- [EXERCISE INSTRUCTIONS] Could you copy every line of the data that contains "then"?

(Dataset entries)
==============================

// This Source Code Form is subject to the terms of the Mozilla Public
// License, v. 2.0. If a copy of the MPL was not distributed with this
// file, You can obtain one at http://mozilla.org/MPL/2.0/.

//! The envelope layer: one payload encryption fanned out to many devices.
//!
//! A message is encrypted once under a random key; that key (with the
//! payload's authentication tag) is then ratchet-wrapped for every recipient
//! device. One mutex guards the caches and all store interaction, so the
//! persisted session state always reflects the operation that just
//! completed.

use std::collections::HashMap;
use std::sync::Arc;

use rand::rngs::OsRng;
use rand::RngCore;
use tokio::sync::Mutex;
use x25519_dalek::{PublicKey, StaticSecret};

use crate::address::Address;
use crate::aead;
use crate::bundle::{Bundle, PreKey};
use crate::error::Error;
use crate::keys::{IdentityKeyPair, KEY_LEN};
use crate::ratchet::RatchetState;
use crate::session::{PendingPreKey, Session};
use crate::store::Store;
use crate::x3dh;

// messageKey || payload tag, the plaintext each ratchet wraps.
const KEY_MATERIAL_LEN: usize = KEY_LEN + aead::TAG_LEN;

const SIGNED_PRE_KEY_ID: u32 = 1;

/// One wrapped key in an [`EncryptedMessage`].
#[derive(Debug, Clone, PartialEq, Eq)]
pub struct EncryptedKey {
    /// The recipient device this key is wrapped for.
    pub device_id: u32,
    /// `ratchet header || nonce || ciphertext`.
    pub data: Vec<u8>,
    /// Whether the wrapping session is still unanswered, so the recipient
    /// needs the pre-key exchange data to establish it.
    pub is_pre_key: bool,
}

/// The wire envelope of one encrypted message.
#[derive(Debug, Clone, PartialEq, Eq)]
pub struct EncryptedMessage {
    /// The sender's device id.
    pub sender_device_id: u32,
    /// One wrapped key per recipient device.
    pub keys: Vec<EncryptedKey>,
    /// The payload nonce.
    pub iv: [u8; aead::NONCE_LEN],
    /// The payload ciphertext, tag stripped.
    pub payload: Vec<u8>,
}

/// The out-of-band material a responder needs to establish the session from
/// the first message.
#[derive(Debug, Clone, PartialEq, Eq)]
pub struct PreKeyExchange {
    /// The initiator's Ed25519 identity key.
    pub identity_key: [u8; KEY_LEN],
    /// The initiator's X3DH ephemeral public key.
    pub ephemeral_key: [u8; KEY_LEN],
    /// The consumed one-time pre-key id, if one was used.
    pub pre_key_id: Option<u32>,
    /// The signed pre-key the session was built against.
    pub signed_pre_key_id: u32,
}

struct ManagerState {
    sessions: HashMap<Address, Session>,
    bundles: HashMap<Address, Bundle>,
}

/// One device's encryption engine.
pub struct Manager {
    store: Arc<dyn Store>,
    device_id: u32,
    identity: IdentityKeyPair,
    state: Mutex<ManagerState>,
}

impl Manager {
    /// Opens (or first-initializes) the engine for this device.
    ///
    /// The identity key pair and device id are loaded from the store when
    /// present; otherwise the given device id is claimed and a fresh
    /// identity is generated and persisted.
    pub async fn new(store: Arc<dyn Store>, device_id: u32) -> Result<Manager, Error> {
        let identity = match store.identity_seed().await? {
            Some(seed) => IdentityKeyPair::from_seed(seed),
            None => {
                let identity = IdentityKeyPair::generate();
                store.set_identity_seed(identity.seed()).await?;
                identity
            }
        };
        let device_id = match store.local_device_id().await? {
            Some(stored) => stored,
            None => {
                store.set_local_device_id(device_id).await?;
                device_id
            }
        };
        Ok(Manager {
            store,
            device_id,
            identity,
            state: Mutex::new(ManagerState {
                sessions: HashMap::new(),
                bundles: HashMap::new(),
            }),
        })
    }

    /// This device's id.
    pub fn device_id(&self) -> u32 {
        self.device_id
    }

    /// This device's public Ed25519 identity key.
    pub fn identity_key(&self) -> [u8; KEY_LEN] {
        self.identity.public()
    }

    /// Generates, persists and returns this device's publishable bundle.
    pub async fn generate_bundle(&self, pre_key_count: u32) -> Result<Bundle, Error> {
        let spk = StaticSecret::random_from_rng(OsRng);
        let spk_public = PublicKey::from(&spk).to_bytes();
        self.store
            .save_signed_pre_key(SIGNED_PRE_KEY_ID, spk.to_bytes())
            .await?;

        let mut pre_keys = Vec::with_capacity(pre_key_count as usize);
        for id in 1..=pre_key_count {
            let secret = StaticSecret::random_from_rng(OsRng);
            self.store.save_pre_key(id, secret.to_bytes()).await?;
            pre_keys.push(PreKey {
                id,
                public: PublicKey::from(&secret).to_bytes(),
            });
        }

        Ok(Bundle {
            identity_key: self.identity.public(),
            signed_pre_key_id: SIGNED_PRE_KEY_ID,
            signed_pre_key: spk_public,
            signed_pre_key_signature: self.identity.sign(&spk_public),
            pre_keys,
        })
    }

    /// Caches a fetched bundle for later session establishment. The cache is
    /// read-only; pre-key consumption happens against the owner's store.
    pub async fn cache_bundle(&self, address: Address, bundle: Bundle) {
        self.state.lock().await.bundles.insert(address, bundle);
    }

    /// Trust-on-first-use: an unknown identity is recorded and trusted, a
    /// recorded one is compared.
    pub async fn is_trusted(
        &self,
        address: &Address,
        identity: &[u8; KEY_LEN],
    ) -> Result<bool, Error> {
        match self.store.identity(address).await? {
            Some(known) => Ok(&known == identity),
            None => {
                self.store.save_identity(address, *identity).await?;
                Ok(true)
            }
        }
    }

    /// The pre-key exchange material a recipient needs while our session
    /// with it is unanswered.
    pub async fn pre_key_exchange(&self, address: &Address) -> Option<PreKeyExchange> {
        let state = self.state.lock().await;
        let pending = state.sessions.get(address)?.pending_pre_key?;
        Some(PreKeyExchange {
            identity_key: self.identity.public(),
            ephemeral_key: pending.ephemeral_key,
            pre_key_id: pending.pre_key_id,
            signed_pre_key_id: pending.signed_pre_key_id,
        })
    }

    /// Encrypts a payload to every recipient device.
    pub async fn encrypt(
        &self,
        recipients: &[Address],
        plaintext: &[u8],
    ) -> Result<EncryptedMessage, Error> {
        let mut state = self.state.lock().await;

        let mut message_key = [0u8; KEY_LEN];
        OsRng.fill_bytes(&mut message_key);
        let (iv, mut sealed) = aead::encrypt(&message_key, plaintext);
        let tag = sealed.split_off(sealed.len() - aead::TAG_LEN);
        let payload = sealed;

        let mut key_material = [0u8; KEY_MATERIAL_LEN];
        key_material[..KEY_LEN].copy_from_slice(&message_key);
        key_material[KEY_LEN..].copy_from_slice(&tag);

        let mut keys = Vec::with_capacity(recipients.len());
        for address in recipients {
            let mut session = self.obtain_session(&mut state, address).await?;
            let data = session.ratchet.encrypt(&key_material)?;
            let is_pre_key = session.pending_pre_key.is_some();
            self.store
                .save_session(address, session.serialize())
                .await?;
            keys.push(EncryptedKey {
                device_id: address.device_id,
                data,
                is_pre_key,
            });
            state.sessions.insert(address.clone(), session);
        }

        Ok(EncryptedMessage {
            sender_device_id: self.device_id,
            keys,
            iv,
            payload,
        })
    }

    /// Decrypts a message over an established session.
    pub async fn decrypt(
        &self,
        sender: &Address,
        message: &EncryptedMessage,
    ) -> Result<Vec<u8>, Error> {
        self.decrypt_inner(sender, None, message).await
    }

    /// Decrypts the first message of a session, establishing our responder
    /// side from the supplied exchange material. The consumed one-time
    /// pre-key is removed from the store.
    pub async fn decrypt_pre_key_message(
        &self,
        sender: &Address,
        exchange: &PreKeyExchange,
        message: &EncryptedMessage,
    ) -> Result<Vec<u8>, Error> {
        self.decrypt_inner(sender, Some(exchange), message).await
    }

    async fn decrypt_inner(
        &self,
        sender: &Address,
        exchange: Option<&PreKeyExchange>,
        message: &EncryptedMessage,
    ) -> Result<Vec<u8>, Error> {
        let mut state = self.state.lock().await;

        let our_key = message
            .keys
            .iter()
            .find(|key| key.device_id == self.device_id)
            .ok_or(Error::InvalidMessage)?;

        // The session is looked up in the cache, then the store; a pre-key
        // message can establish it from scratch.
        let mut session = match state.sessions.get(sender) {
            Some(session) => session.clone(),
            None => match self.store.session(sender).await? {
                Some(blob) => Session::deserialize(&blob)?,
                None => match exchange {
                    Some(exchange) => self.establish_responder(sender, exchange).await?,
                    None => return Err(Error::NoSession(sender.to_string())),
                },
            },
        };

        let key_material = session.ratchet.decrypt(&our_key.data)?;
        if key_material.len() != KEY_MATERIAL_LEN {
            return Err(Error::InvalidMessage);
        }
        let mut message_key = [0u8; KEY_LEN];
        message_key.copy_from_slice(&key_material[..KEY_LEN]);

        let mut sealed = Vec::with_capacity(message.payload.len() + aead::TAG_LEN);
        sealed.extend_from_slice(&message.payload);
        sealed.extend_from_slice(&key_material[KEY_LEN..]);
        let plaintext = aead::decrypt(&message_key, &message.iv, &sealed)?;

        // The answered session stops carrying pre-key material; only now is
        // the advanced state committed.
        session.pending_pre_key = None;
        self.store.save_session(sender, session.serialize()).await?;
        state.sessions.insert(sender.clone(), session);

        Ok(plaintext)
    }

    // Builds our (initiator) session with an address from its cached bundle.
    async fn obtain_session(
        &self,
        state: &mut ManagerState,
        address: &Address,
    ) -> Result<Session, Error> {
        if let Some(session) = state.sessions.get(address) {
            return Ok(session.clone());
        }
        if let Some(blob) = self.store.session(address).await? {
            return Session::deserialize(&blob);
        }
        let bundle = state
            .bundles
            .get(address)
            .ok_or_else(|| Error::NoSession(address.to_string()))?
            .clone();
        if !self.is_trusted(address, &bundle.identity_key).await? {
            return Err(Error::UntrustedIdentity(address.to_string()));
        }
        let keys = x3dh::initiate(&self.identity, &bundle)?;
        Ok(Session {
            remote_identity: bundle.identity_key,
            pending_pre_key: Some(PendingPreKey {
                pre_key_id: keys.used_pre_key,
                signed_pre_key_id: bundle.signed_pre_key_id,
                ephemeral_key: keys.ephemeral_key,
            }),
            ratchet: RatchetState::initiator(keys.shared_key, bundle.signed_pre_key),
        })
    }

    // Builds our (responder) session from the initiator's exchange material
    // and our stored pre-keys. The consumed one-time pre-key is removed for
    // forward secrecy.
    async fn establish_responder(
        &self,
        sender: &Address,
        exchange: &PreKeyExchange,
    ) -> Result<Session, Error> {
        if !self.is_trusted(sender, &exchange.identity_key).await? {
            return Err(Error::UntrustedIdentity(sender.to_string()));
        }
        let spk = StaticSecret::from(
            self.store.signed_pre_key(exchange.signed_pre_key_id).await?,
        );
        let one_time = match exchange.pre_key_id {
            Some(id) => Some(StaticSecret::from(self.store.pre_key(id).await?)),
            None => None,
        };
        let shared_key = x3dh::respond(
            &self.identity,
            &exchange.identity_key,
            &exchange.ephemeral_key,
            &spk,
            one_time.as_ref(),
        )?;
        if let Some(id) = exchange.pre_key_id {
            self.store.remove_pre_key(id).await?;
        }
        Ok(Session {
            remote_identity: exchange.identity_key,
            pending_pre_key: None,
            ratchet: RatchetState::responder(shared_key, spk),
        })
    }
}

==============================

- [SOLUTION TO THE EXERCISE]
//! payload's authentication tag) is then ratchet-wrapped for every recipient
        // The session is looked up in the cache, then the store; a pre-key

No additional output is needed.